Brief →
Copy the listing below line for line, from its opening line to the one with "downloads during prefetch", both included; stop there.
%%
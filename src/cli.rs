// src/cli.rs
//! CLI definitions for the two caskgrant programs
//!
//! Every setting is available as a flag and as the environment variable the
//! shell scripts that preceded these tools used. The implementations are in
//! the `commands` module.

use crate::action::DEFAULT_TIMEOUT;
use crate::prefetch::DEFAULT_JOBS;
use crate::sudoers::DEFAULT_OUTPUT;
use clap::Parser;
use std::path::PathBuf;

/// `cask-reinstall`
#[derive(Parser, Debug, Clone)]
#[command(name = "cask-reinstall")]
#[command(version)]
#[command(
    about = "Reinstall Homebrew casks in a resumable batch, tracing every command run through sudo",
    long_about = None
)]
pub struct ReinstallArgs {
    /// Cask tokens to reinstall (default: $CASKS, then every installed cask)
    pub casks: Vec<String>,

    /// Whitespace-separated cask tokens, used when none are given as arguments
    #[arg(long = "cask-list", env = "CASKS", value_name = "LIST")]
    pub cask_list: Option<String>,

    /// Directory holding the checkpoint, trace log, install log and lock
    #[arg(short, long, env = "REINSTALL_WORKDIR", default_value = ".")]
    pub workdir: PathBuf,

    /// Download all installers in parallel before reinstalling
    #[arg(long, env = "PREFETCH")]
    pub prefetch: bool,

    /// Concurrent downloads during prefetch
    #[arg(short, long, env = "THREADS", default_value_t = DEFAULT_JOBS)]
    pub jobs: usize,

    /// Seconds before a single reinstall is killed
    #[arg(long, env = "REINSTALL_TIMEOUT", default_value_t = DEFAULT_TIMEOUT.as_secs())]
    pub timeout_secs: u64,

    /// brew executable
    #[arg(long, env = "BREW", default_value = "brew")]
    pub brew: String,

    /// Convert a raw install log from an older run into trace entries, then exit
    #[arg(long, value_name = "PATH")]
    pub import_log: Option<PathBuf>,

    /// Log progress instead of drawing a progress bar
    #[arg(short, long)]
    pub quiet: bool,
}

/// `cask-sudoers`
#[derive(Parser, Debug, Clone)]
#[command(name = "cask-sudoers")]
#[command(version)]
#[command(
    about = "Generate per-cask NOPASSWD sudoers rules from reinstall trace logs",
    long_about = None
)]
pub struct SudoersArgs {
    /// Trace logs to mine, ':'-separated (required)
    #[arg(long, env = "LOGS", value_delimiter = ':', value_name = "PATHS")]
    pub logs: Vec<PathBuf>,

    /// User the rules are granted to (required)
    #[arg(long, env = "TARGET_USER", value_name = "USER")]
    pub target_user: Option<String>,

    /// Only emit blocks for these casks (whitespace-separated)
    #[arg(long, env = "CASKS", value_name = "LIST")]
    pub casks: Option<String>,

    /// Output file, replaced atomically
    #[arg(short, long = "out", env = "SUDOERS_OUT", default_value = DEFAULT_OUTPUT)]
    pub out: PathBuf,
}

#[cfg(test)]
mod tests {
    use super::*;
    use clap::CommandFactory;

    #[test]
    fn test_cli_definitions_valid() {
        ReinstallArgs::command().debug_assert();
        SudoersArgs::command().debug_assert();
    }

    #[test]
    fn test_reinstall_defaults() {
        let args = ReinstallArgs::try_parse_from(["cask-reinstall", "alpha", "beta"]).unwrap();
        assert_eq!(args.casks, vec!["alpha", "beta"]);
        assert_eq!(args.timeout_secs, 3600);
        assert!(args.jobs > 0);
    }

    #[test]
    fn test_logs_split_on_colon() {
        let args = SudoersArgs::try_parse_from([
            "cask-sudoers",
            "--logs",
            "/tmp/a.log:/tmp/b.log",
            "--target-user",
            "alice",
        ])
        .unwrap();
        assert_eq!(args.logs, vec![PathBuf::from("/tmp/a.log"), PathBuf::from("/tmp/b.log")]);
        assert_eq!(args.target_user.as_deref(), Some("alice"));
    }
}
%%
Written answer →
filename src/cli.rs
// src/cli.rs
//! CLI definitions for the two caskgrant programs
//!
//! Every setting is available as a flag and as the environment variable the
//! shell scripts that preceded these tools used. The implementations are in
//! the `commands` module.

use crate::action::DEFAULT_TIMEOUT;
use crate::prefetch::DEFAULT_JOBS;
use crate::sudoers::DEFAULT_OUTPUT;
use clap::Parser;
use std::path::PathBuf;

/// `cask-reinstall`
#[derive(Parser, Debug, Clone)]
#[command(name = "cask-reinstall")]
#[command(version)]
#[command(
    about = "Reinstall Homebrew casks in a resumable batch, tracing every command run through sudo",
    long_about = None
)]
pub struct ReinstallArgs {
    /// Cask tokens to reinstall (default: $CASKS, then every installed cask)
    pub casks: Vec<String>,

    /// Whitespace-separated cask tokens, used when none are given as arguments
    #[arg(long = "cask-list", env = "CASKS", value_name = "LIST")]
    pub cask_list: Option<String>,

    /// Directory holding the checkpoint, trace log, install log and lock
    #[arg(short, long, env = "REINSTALL_WORKDIR", default_value = ".")]
    pub workdir: PathBuf,

    /// Download all installers in parallel before reinstalling
    #[arg(long, env = "PREFETCH")]
    pub prefetch: bool,

    /// Concurrent downloads during prefetch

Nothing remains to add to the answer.